Transistors have been working for
Since December 23, 1947 00:00:00 UTCTransistors are the building blocks of modern computing.
Even this website is powered by transistors.
The invention of the transistor is the turning point in human technology, and is the key to the development of modern computing.
Transistors consists of three terminals - a collector, an emitter, and a base. How it works is simple - when there is an electric current flowing to the base terminal, the switch "turns on", and another current is allowed to pass from the collector to the emitter. This seemingling negligible function is the basic building block of all modern computing, as it allows for the ability to automate the control of an electric current.
After WWII, in Bell Laboratories, a research arm of the American company AT&T, the first working model of the transistor, the point-contact transistor was invented by John Bardeen, Walter Brattain and William Shockley (Rockett et al). Later in 1948, Shockley came up with the improved bipolar junction transistor, which entered into production and widespread use in 1950.
Before the invention of the transistor, clumsy vacuum tubes were used.

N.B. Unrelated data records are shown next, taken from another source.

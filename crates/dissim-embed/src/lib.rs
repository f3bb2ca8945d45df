//! Dissimilarity-space embedding of time series.
//!
//! Maps each input sequence to the vector of its distances to a set of
//! prototype sequences drawn from the training data. Provides randomized
//! prototype selection, a cached sample-by-prototype distance matrix with
//! incremental column add/remove, and a multi-channel aggregator.

mod aggregator;
mod cache;
mod config;
mod error;
mod features;
mod matrix;
mod metric;
mod parallel;
mod prototypes;
mod transformer;

pub use aggregator::MultiComponentTransformer;
pub use config::TransformerConfig;
pub use error::EmbedError;
pub use features::FeatureMatrix;
pub use matrix::SampleMatrix;
pub use metric::{DistanceFn, Metric, MetricSpec, compute_blended, dynamic_window};
pub use parallel::Parallelism;
pub use prototypes::Prototype;
pub use transformer::FeatureTransformer;

pub use dissim_metric::{MetricError, MetricKind, MetricParams, ParamValue};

Vacuum tubes are predecessors to the transistor. They occupy more space, generate more heat during use, more fragile, and more expensive to fix, while serving the exact same function as the transistor. The invention of the point-contact transistor enabled mankind to progress in down-scaling electronic devices for more computing power per unit of space occupied.
Through 1950~1970, development of semiconductor technologies skyrocketed. New innovations during this period built the foundation for the invention of the final product, the MOSFET transistor, which is used in most modern electronic devices, even nowadays.